_WORK INSTRUCTION_
The data that follows is to be given again, exactly as written.

▬▬▬▬▬▬▬▬▬▬

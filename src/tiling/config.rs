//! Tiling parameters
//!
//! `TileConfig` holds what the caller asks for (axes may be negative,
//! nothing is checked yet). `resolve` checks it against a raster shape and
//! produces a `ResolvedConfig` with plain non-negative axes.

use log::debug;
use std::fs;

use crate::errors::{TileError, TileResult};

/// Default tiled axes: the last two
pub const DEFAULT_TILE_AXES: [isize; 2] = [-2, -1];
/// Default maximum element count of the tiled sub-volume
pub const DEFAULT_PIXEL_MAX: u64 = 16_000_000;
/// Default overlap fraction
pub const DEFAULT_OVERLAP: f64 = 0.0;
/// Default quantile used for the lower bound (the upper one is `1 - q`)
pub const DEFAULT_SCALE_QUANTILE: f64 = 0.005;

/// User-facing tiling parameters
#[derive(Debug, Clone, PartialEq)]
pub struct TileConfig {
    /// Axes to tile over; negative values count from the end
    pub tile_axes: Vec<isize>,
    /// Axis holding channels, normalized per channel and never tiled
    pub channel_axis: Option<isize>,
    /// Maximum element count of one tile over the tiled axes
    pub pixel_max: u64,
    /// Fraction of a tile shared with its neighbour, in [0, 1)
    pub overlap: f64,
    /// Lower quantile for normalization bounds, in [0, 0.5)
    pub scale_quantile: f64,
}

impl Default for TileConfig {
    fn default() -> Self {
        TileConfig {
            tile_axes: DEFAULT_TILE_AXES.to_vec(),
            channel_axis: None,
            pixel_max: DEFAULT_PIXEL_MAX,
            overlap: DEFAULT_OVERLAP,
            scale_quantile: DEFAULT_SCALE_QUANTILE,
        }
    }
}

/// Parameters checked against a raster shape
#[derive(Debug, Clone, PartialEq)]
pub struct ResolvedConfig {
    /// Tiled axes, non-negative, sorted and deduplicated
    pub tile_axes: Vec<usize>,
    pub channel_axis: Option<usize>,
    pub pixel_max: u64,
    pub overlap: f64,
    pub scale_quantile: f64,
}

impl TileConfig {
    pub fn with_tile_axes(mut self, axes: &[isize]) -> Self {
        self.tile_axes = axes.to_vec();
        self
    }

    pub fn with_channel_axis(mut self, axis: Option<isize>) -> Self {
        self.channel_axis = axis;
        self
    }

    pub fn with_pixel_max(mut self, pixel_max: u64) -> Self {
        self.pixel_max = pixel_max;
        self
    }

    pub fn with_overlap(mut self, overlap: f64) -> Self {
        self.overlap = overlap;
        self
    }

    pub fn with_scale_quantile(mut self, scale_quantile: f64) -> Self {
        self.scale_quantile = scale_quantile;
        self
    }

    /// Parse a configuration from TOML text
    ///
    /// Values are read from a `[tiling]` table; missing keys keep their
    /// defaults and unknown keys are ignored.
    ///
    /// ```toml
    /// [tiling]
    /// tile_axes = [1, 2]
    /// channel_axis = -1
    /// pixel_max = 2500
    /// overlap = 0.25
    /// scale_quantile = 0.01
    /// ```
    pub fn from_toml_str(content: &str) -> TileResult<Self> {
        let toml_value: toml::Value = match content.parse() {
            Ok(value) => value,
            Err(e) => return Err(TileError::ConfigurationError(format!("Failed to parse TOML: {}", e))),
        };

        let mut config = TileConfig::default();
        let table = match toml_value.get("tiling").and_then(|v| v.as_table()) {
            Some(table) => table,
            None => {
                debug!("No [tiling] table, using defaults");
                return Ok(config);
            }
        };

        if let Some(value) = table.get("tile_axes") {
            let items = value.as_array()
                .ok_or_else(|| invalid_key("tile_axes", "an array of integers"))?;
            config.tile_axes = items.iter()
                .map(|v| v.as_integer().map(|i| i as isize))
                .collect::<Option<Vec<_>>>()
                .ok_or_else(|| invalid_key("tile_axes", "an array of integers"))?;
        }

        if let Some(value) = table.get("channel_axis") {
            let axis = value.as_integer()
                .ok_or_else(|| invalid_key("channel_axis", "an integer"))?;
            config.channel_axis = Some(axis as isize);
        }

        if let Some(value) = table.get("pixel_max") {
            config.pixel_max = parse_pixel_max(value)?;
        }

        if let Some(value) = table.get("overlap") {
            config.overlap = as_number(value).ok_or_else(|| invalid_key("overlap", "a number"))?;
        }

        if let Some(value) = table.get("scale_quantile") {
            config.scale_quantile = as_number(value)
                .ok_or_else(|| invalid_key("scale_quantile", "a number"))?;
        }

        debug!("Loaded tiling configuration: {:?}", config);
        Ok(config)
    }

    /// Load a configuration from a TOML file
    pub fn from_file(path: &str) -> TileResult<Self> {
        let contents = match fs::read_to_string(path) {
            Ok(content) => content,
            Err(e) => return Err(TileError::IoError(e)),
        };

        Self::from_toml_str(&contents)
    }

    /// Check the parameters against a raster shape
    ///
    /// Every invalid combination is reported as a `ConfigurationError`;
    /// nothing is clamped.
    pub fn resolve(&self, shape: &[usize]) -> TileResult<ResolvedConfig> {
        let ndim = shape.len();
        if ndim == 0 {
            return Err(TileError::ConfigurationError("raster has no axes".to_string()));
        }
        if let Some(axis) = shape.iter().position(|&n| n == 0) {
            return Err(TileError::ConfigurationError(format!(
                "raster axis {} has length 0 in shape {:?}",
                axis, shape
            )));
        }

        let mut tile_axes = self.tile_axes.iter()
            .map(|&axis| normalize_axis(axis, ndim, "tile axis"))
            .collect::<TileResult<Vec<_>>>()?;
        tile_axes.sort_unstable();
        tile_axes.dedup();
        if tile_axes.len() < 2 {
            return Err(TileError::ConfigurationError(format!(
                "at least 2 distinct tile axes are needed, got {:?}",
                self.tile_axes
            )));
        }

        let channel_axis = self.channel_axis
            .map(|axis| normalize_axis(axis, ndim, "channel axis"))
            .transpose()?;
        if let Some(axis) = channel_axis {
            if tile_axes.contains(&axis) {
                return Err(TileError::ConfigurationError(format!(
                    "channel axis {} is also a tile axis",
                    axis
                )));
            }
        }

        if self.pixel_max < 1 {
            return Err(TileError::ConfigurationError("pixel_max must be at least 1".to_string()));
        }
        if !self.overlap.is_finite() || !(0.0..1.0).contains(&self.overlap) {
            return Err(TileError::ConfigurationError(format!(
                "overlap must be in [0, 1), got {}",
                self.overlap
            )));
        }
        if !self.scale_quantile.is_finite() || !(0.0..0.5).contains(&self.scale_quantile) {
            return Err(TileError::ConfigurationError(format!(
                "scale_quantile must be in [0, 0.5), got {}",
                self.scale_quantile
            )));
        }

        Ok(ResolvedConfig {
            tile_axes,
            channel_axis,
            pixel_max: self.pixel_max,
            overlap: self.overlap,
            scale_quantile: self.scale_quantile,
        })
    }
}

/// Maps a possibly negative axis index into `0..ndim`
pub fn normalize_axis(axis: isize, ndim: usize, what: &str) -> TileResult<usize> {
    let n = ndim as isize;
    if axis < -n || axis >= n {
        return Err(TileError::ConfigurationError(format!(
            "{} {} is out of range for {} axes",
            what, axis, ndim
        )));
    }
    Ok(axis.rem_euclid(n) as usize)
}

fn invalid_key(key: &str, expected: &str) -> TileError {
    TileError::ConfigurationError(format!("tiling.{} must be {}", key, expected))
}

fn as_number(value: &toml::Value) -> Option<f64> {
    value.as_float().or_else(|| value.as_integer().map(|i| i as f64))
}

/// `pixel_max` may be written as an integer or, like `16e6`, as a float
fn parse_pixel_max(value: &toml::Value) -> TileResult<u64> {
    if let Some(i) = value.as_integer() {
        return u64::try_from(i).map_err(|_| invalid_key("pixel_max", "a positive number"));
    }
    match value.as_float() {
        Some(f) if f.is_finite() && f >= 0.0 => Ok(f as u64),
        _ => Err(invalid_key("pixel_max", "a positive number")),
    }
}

▬▬▬▬▬▬▬▬▬▬

_ANSWER TO THIS EXERCISE_
filename src/tiling/config.rs
//! Tiling parameters
//!
//! `TileConfig` holds what the caller asks for (axes may be negative,
//! nothing is checked yet). `resolve` checks it against a raster shape and
//! produces a `ResolvedConfig` with plain non-negative axes.

use log::debug;
use std::fs;

use crate::errors::{TileError, TileResult};

/// Default tiled axes: the last two
pub const DEFAULT_TILE_AXES: [isize; 2] = [-2, -1];
/// Default maximum element count of the tiled sub-volume
pub const DEFAULT_PIXEL_MAX: u64 = 16_000_000;
/// Default overlap fraction
pub const DEFAULT_OVERLAP: f64 = 0.0;
/// Default quantile used for the lower bound (the upper one is `1 - q`)
pub const DEFAULT_SCALE_QUANTILE: f64 = 0.005;

/// User-facing tiling parameters
#[derive(Debug, Clone, PartialEq)]
pub struct TileConfig {
    /// Axes to tile over; negative values count from the end
    pub tile_axes: Vec<isize>,
    /// Axis holding channels, normalized per channel and never tiled
    pub channel_axis: Option<isize>,
    /// Maximum element count of one tile over the tiled axes
    pub pixel_max: u64,
    /// Fraction of a tile shared with its neighbour, in [0, 1)
    pub overlap: f64,
    /// Lower quantile for normalization bounds, in [0, 0.5)
    pub scale_quantile: f64,
}

impl Default for TileConfig {
    fn default() -> Self {
        TileConfig {
            tile_axes: DEFAULT_TILE_AXES.to_vec(),
            channel_axis: None,
            pixel_max: DEFAULT_PIXEL_MAX,
            overlap: DEFAULT_OVERLAP,
            scale_quantile: DEFAULT_SCALE_QUANTILE,
        }
    }
}

/// Parameters checked against a raster shape
#[derive(Debug, Clone, PartialEq)]
pub struct ResolvedConfig {
    /// Tiled axes, non-negative, sorted and deduplicated
    pub tile_axes: Vec<usize>,
    pub channel_axis: Option<usize>,
    pub pixel_max: u64,
    pub overlap: f64,
    pub scale_quantile: f64,
}

impl TileConfig {
    pub fn with_tile_axes(mut self, axes: &[isize]) -> Self {
        self.tile_axes = axes.to_vec();
        self
    }

    pub fn with_channel_axis(mut self, axis: Option<isize>) -> Self {
        self.channel_axis = axis;
        self
    }

    pub fn with_pixel_max(mut self, pixel_max: u64) -> Self {
        self.pixel_max = pixel_max;
        self
    }

    pub fn with_overlap(mut self, overlap: f64) -> Self {
        self.overlap = overlap;
        self
    }

    pub fn with_scale_quantile(mut self, scale_quantile: f64) -> Self {
        self.scale_quantile = scale_quantile;
        self
    }

    /// Parse a configuration from TOML text
    ///
    /// Values are read from a `[tiling]` table; missing keys keep their
    /// defaults and unknown keys are ignored.
    ///
    /// ```toml
    /// [tiling]
    /// tile_axes = [1, 2]
    /// channel_axis = -1
    /// pixel_max = 2500
    /// overlap = 0.25
    /// scale_quantile = 0.01
    /// ```
    pub fn from_toml_str(content: &str) -> TileResult<Self> {
        let toml_value: toml::Value = match content.parse() {
            Ok(value) => value,
            Err(e) => return Err(TileError::ConfigurationError(format!("Failed to parse TOML: {}", e))),
        };

        let mut config = TileConfig::default();
        let table = match toml_value.get("tiling").and_then(|v| v.as_table()) {
            Some(table) => table,
            None => {
                debug!("No [tiling] table, using defaults");
                return Ok(config);
            }
        };

        if let Some(value) = table.get("tile_axes") {
            let items = value.as_array()
                .ok_or_else(|| invalid_key("tile_axes", "an array of integers"))?;
            config.tile_axes = items.iter()
                .map(|v| v.as_integer().map(|i| i as isize))
                .collect::<Option<Vec<_>>>()
                .ok_or_else(|| invalid_key("tile_axes", "an array of integers"))?;
        }

        if let Some(value) = table.get("channel_axis") {
            let axis = value.as_integer()
                .ok_or_else(|| invalid_key("channel_axis", "an integer"))?;
            config.channel_axis = Some(axis as isize);
        }

        if let Some(value) = table.get("pixel_max") {
            config.pixel_max = parse_pixel_max(value)?;
        }

        if let Some(value) = table.get("overlap") {
            config.overlap = as_number(value).ok_or_else(|| invalid_key("overlap", "a number"))?;
        }

        if let Some(value) = table.get("scale_quantile") {
            config.scale_quantile = as_number(value)
                .ok_or_else(|| invalid_key("scale_quantile", "a number"))?;
        }

        debug!("Loaded tiling configuration: {:?}", config);
        Ok(config)
    }

    /// Load a configuration from a TOML file
    pub fn from_file(path: &str) -> TileResult<Self> {
        let contents = match fs::read_to_string(path) {
            Ok(content) => content,
            Err(e) => return Err(TileError::IoError(e)),
        };

        Self::from_toml_str(&contents)
    }

    /// Check the parameters against a raster shape
    ///
    /// Every invalid combination is reported as a `ConfigurationError`;
    /// nothing is clamped.
    pub fn resolve(&self, shape: &[usize]) -> TileResult<ResolvedConfig> {
        let ndim = shape.len();
        if ndim == 0 {
            return Err(TileError::ConfigurationError("raster has no axes".to_string()));
        }
        if let Some(axis) = shape.iter().position(|&n| n == 0) {
            return Err(TileError::ConfigurationError(format!(
                "raster axis {} has length 0 in shape {:?}",
                axis, shape
            )));
        }

        let mut tile_axes = self.tile_axes.iter()
            .map(|&axis| normalize_axis(axis, ndim, "tile axis"))
            .collect::<TileResult<Vec<_>>>()?;
        tile_axes.sort_unstable();
        tile_axes.dedup();
        if tile_axes.len() < 2 {
            return Err(TileError::ConfigurationError(format!(
                "at least 2 distinct tile axes are needed, got {:?}",
                self.tile_axes
            )));
        }

        let channel_axis = self.channel_axis
            .map(|axis| normalize_axis(axis, ndim, "channel axis"))
            .transpose()?;
        if let Some(axis) = channel_axis {
            if tile_axes.contains(&axis) {
                return Err(TileError::ConfigurationError(format!(
                    "channel axis {} is also a tile axis",
                    axis
                )));
            }
        }

        if self.pixel_max < 1 {
            return Err(TileError::ConfigurationError("pixel_max must be at least 1".to_string()));
        }
        if !self.overlap.is_finite() || !(0.0..1.0).contains(&self.overlap) {
            return Err(TileError::ConfigurationError(format!(
                "overlap must be in [0, 1), got {}",
                self.overlap
            )));
        }
        if !self.scale_quantile.is_finite() || !(0.0..0.5).contains(&self.scale_quantile) {
            return Err(TileError::ConfigurationError(format!(
                "scale_quantile must be in [0, 0.5), got {}",
                self.scale_quantile
            )));
        }

        Ok(ResolvedConfig {
            tile_axes,
            channel_axis,
            pixel_max: self.pixel_max,
            overlap: self.overlap,
            scale_quantile: self.scale_quantile,
        })
    }
}

/// Maps a possibly negative axis index into `0..ndim`
pub fn normalize_axis(axis: isize, ndim: usize, what: &str) -> TileResult<usize> {
    let n = ndim as isize;
    if axis < -n || axis >= n {
        return Err(TileError::ConfigurationError(format!(
            "{} {} is out of range for {} axes",
            what, axis, ndim
        )));
    }
    Ok(axis.rem_euclid(n) as usize)
}

fn invalid_key(key: &str, expected: &str) -> TileError {
    TileError::ConfigurationError(format!("tiling.{} must be {}", key, expected))
}

fn as_number(value: &toml::Value) -> Option<f64> {
    value.as_float().or_else(|| value.as_integer().map(|i| i as f64))
}

/// `pixel_max` may be written as an integer or, like `16e6`, as a float
fn parse_pixel_max(value: &toml::Value) -> TileResult<u64> {
    if let Some(i) = value.as_integer() {
        return u64::try_from(i).map_err(|_| invalid_key("pixel_max", "a positive number"));
    }
    match value.as_float() {
        Some(f) if f.is_finite() && f >= 0.0 => Ok(f as u64),
        _ => Err(invalid_key("pixel_max", "a positive number")),
    }
}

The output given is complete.